マイナーたちが見つけたハッシュ値はこちらのページなどから確認できます

ハッシュ化とは、特定の情報を64文字の16進数文字列に変えてしまう変換方法で、何らかの情報をハッシュ化するのは簡単ですが、ハッシュ化された文字列から元の情報を探し出すのは非常に困難になっています。

つまり、ハッシュ化された文字列がクイズの回答であるかを判定するのは簡単ですが、逆にクイズの答えのハッシュだけを見つけるのは非常に難しいという特性を持っています。

上記のハッシュ値探しのクイズの難易度は、0がいくつ先頭に並ぶかを調整する変更可能であることから前回までの回答が見つかったまでの時間から決定されます。

なぜハッシュ値の計算が難しい必要があるの?

なぜこんなややこしいことをして台帳書き込みを制限するかについてですが、例えば悪意を持ったコンピュターが自分に巨額のビットコインが送信されたという取引履歴を台帳に書き込みたいと思った場合、必ずクイズの回答も一緒に書き込まないと他のビットコインネットワークのコンピュターはその取引履歴を受け入れないため、そのハッシュ値も作る必要がありますが、前述のように膨大な計算が必要なことからそれが困難になります。
ビットコインのネットワークのルールに従っている参加者が多ければ多いほど台帳の堅実さが増す形になります。

たくさんのネットワーク参加者が不正なブロックを承認してしまったらどうなる?

不正なトランザクションを含む、嘘のクイズの回答を多数のコンピューターが台帳に書き込んでしまったらどうなるのでしょうか?
これは可能ではありますが、ビットコインのルールに従っているコンピューターの方が多い場合、その台帳は拒否されるためネットワーク上の主流とはなりません。もし50%以上の不正なコンピューターがあればビットコインの信頼性は上記の理由によって崩壊します。この攻撃は51%攻撃と呼ばれています。

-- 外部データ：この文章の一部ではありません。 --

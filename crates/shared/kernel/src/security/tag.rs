use std::borrow::Cow;

#[derive(Debug, Clone, thiserror::Error)]
pub enum TagGuardError {
    #[error("Invalid custom element name{}: {message}", format_context(.context))]
    Validation { message: Cow<'static, str>, context: Option<Cow<'static, str>> },
}

fn format_context(context: &Option<Cow<'static, str>>) -> Cow<'static, str> {
    context.as_ref().map_or(Cow::Borrowed(""), |c| Cow::Owned(format!(" ({c})")))
}

/// Names the HTML standard keeps for SVG and `MathML` elements.
const RESERVED_NAMES: &[&str] = &[
    "annotation-xml",
    "color-profile",
    "font-face",
    "font-face-src",
    "font-face-uri",
    "font-face-format",
    "font-face-name",
    "missing-glyph",
];

/// Validation of custom element tag names before they reach a host registry.
#[derive(Debug)]
pub struct TagGuard;

impl TagGuard {
    /// Checks `tag` against the valid custom element name production.
    ///
    /// A valid name starts with a lowercase ASCII letter, contains at least one hyphen,
    /// has no uppercase ASCII letters and is not one of the reserved names.
    ///
    /// # Errors
    /// Returns [`TagGuardError::Validation`] naming the first rule that fails.
    pub fn verify(tag: impl AsRef<str>) -> Result<(), TagGuardError> {
        let tag = tag.as_ref();
        let reject = |message: String| {
            Err(TagGuardError::Validation { message: message.into(), context: Some(tag.to_owned().into()) })
        };

        let Some(first) = tag.chars().next() else {
            return reject("name is empty".to_owned());
        };
        if !first.is_ascii_lowercase() {
            return reject(format!("must start with a lowercase ASCII letter, got '{first}'"));
        }
        if !tag.contains('-') {
            return reject("must contain a hyphen".to_owned());
        }
        if let Some(bad) = tag.chars().find(|ch| !is_name_char(*ch)) {
            return reject(format!("character '{bad}' is not allowed"));
        }
        if RESERVED_NAMES.contains(&tag) {
            return reject("name is reserved".to_owned());
        }

        Ok(())
    }
}

fn is_name_char(ch: char) -> bool {
    matches!(ch,
        '-' | '.' | '_' | '0'..='9' | 'a'..='z'
        | '\u{B7}'
        | '\u{C0}'..='\u{D6}'
        | '\u{D8}'..='\u{F6}'
        | '\u{F8}'..='\u{37D}'
        | '\u{37F}'..='\u{1FFF}'
        | '\u{200C}'..='\u{200D}'
        | '\u{203F}'..='\u{2040}'
        | '\u{2070}'..='\u{218F}'
        | '\u{2C00}'..='\u{2FEF}'
        | '\u{3001}'..='\u{D7FF}'
        | '\u{F900}'..='\u{FDCF}'
        | '\u{FDF0}'..='\u{FFFD}'
        | '\u{10000}'..='\u{EFFFF}')
}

回答を見つけたマイナーがうその取引履歴まで書き込んだらどうなる?

クイズの回答を見つけたマイナーはどんな取引履歴も書き込むことができます。しかし、ビットコインには、台帳のクイズの回答と取引内容の正確性も検証するプログラムがついているためこちらも複数の善意のネットワーク参加者が拒否すると、せっかくクイズの回答を見つけたのにネットワーク上で孤立したデータとなってしまうので無駄になってしまうようになっています。

複数のマイナーが10分以内に回答を見つけてしまうことはあるの?その時はどうなる?

これも実は可能性としてはあり得る話で、この場合台帳は2つに分岐してしまうことになりますが、ネットワークに参加しているコンピューターは最も記録が長い取引台帳を受け入れるために、このような状態が何回も起こらない限り、やがて台帳記録は1つの鎖に戻り、どちらかのブロックはネットワークから消えてしまうことになります。

承認にある程度時間がかかる事こそが、ブロックチェーンの改ざん不可能性を高めている

ビットコインの承認に10分かかる理由は、その間に無数のコンピューターが大量のリソースを消費して計算したことがハードルとなるため、ブロックチェーン事態の安全性を担保するための必要条件であることがわかります。

ただ、リップル等、非常に高速に取引履歴が承認される通貨もあります(数秒)。これらの通貨はビットコインと違い中央管理のコンピューターがあり、分散型台帳と中央サーバーが混在して機能することで承認を早くする仕組みが組み込まれているのです。